VICTOR D. QUILICI, PLAINTIFF,
v.
VILLAGE OF MORTON GROVE, DEFENDANT. ROBERT STENGL, ET AL., PLAINTIFFS, V. VILLAGE OF MORTON GROVE, ET AL., DEFENDANTS. GEORGE L. REICHERT, ET AL., PLAINTIFFS, V. VILLAGE OF MORTON GROVE, DEFENDANT.



The opinion of the court was delivered by: Decker, District Judge.

  MEMORANDUM OPINION AND ORDER

This is a civil action challenging the constitutionality of a gun control ordinance passed by the Trustees of the Village of Morton Grove. On June 8, 1981, the Morton Grove Board of Trustees enacted Ordinance # 81-11, entitled "An Ordinance Regulating the Possession of Firearms and Other Dangerous Weapons." (A copy of the ordinance is attached as an appendix.) In part, the ordinance provides that "no person shall possess, in the Village of Morton Grove . . . [a]ny handgun, unless the same has been rendered permanently inoperative." The ordinance specifies various limited exceptions for certain individuals, such as peace officers, prison officials, and members of the armed forces and national guard. The ordinance also exempts licensed gun collectors and provides that handgun owners are free to retain their operative handguns for recreational use, as long as the guns are kept and used on the premises of licensed gun clubs and certain other rules are met. Violation of the ordinance is punishable by fines of up to $500.00, and incarceration for up to six months for repeat offenders.

Consolidated here are three civil suits, filed shortly after the enactment of the ordinance, by several residents of Morton Grove.*fn1 The plaintiffs have alleged that the enforcement of the ordinance, which has been stayed pending this court's ruling on its validity, would violate both the Illinois and United States constitutions. Both sides have moved for summary judgment on the issue of whether the ordinance, on its face, violates article 1, section 22 of the Illinois Constitution, or the Second, Fifth, Ninth or Fourteenth Amendments to the United States Constitution. Because the state constitutional issue is potentially dispositive, the court will first address the validity of Ordinance # 81-11 under the Illinois Constitution.

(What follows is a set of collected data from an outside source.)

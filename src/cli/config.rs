use chrono::{DateTime, Utc};
use serde::Deserialize;
use std::path::Path;
use thiserror::Error;

use groundtrack::earth::{
    EarthModel, EarthModelError, InertialFrame, WGS84_EQUATORIAL_RADIUS_M, WGS84_FLATTENING,
};
use groundtrack::orbit::{AnomalyType, OrbitalElements, TleError, EARTH_MU};
use groundtrack::propagation::DEFAULT_MAX_STEPS;
use groundtrack::trajectory::PropagationSettings;

#[derive(Debug, Error)]
pub enum ConfigError {
    #[error("IO error: {0}")]
    Io(#[from] std::io::Error),
    #[error("YAML parse error: {0}")]
    Yaml(#[from] serde_yaml::Error),
    #[error("orbit file must contain exactly one of 'elements' or 'tle'")]
    OrbitSource,
    #[error("invalid duration '{value}': {message}")]
    Duration { value: String, message: String },
    #[error("earth model: {0}")]
    Earth(#[from] EarthModelError),
    #[error("{0}")]
    Tle(#[from] TleError),
}

/// An orbit file: the orbit plus how to propagate it.
#[derive(Debug, Clone, Deserialize)]
pub struct OrbitFile {
    pub name: Option<String>,
    pub elements: Option<ElementsConfig>,
    pub tle: Option<String>,
    #[serde(default)]
    pub propagation: PropagationConfig,
    #[serde(default)]
    pub earth: EarthConfig,
}

#[derive(Debug, Clone, Deserialize)]
pub struct ElementsConfig {
    pub semi_major_axis_m: f64,
    pub eccentricity: f64,
    pub inclination_deg: f64,
    pub argument_of_perigee_deg: f64,
    pub right_ascension_deg: f64,
    pub anomaly_deg: f64,
    #[serde(default)]
    pub anomaly_type: AnomalyType,
    pub epoch: DateTime<Utc>,
    #[serde(default)]
    pub frame: InertialFrame,
    #[serde(default = "default_mu")]
    pub mu: f64,
}

fn default_mu() -> f64 {
    EARTH_MU
}

#[derive(Debug, Clone, Deserialize)]
pub struct PropagationConfig {
    #[serde(default = "default_step")]
    pub step: String,
    #[serde(default = "default_output_interval")]
    pub output_interval: String,
    #[serde(default = "default_max_steps")]
    pub max_steps: usize,
}

impl Default for PropagationConfig {
    fn default() -> Self {
        Self {
            step: default_step(),
            output_interval: default_output_interval(),
            max_steps: default_max_steps(),
        }
    }
}

fn default_step() -> String {
    "2s".to_string()
}

fn default_output_interval() -> String {
    "10s".to_string()
}

fn default_max_steps() -> usize {
    DEFAULT_MAX_STEPS
}

#[derive(Debug, Clone, Deserialize)]
pub struct EarthConfig {
    #[serde(default = "default_equatorial_radius")]
    pub equatorial_radius_m: f64,
    #[serde(default = "default_flattening")]
    pub flattening: f64,
}

impl Default for EarthConfig {
    fn default() -> Self {
        Self {
            equatorial_radius_m: default_equatorial_radius(),
            flattening: default_flattening(),
        }
    }
}

fn default_equatorial_radius() -> f64 {
    WGS84_EQUATORIAL_RADIUS_M
}

fn default_flattening() -> f64 {
    WGS84_FLATTENING
}

impl OrbitFile {
    pub fn from_file(path: impl AsRef<Path>) -> Result<Self, ConfigError> {
        let content = std::fs::read_to_string(path)?;
        Self::from_str(&content)
    }

    pub fn from_str(yaml: &str) -> Result<Self, ConfigError> {
        let file: OrbitFile = serde_yaml::from_str(yaml)?;
        Ok(file)
    }

    /// Elements as given, or converted from the TLE. Not yet validated.
    pub fn orbital_elements(&self) -> Result<OrbitalElements, ConfigError> {
        match (&self.elements, &self.tle) {
            (Some(elements), None) => Ok(elements.to_orbital_elements()),
            (None, Some(tle)) => Ok(OrbitalElements::from_tle(tle)?),
            _ => Err(ConfigError::OrbitSource),
        }
    }

    pub fn settings(&self) -> Result<PropagationSettings, ConfigError> {
        Ok(PropagationSettings {
            step: parse_duration(&self.propagation.step)?,
            output_interval: parse_duration(&self.propagation.output_interval)?,
            max_steps: self.propagation.max_steps,
        })
    }

    pub fn earth_model(&self) -> Result<EarthModel, ConfigError> {
        Ok(EarthModel::new(
            self.earth.equatorial_radius_m,
            self.earth.flattening,
        )?)
    }

    pub fn resolve(
        &self,
    ) -> Result<(OrbitalElements, EarthModel, PropagationSettings), ConfigError> {
        Ok((self.orbital_elements()?, self.earth_model()?, self.settings()?))
    }
}

impl ElementsConfig {
    pub fn to_orbital_elements(&self) -> OrbitalElements {
        OrbitalElements {
            semi_major_axis: self.semi_major_axis_m,
            eccentricity: self.eccentricity,
            inclination: self.inclination_deg.to_radians(),
            argument_of_perigee: self.argument_of_perigee_deg.to_radians(),
            right_ascension: self.right_ascension_deg.to_radians(),
            anomaly: self.anomaly_deg.to_radians(),
            anomaly_type: self.anomaly_type,
            epoch: self.epoch,
            frame: self.frame,
            mu: self.mu,
        }
    }
}

fn parse_duration(s: &str) -> Result<std::time::Duration, ConfigError> {
    humantime::parse_duration(s.trim()).map_err(|e| ConfigError::Duration {
        value: s.to_string(),
        message: e.to_string(),
    })
}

The Right to Arms Under the Illinois Constitution

In 1970, a right to arms clause was included in the Illinois Constitution for the first time. Article 1, section 22 provides:

Right to Arms

  Subject only to the police power, the right of the
  individual citizen to keep and bear arms shall not
  be infringed.

The plaintiffs have contended that Morton Grove's ordinance impermissibly infringes upon that right, while the defendant claims that its action represents a valid exercise of the police power. Central to the court's resolution of this controversy is a determination of the meaning of section 22, itself.

Section 22, on its face, requires a reconciliation of two competing notions of individual right and legislative prerogative. On one hand, it clearly recognizes the constitutional right of the individual "to keep and bear arms," and provides that the right "shall not be infringed." Yet, at the same time, the section expressly sanctions "constitutional infringements" of the right pursuant to the "police power," which is generally understood to mean the power of state and local governments to regulate and even prohibit conduct which is perceived to be inimical to the safety, health and welfare of society. People v. Warren, 11 Ill.2d 420, 424-25, 143 N.E.2d 28 (1957). Accord, Drysble v. Prudden, 195 N.C. 722, 143 S.E. 530, 536 (1928); Liquor Control Commission v. City of Calumet City, 28 Ill. App.3d 279, 283, 328 N.E.2d 153 (1st Dist. 1975).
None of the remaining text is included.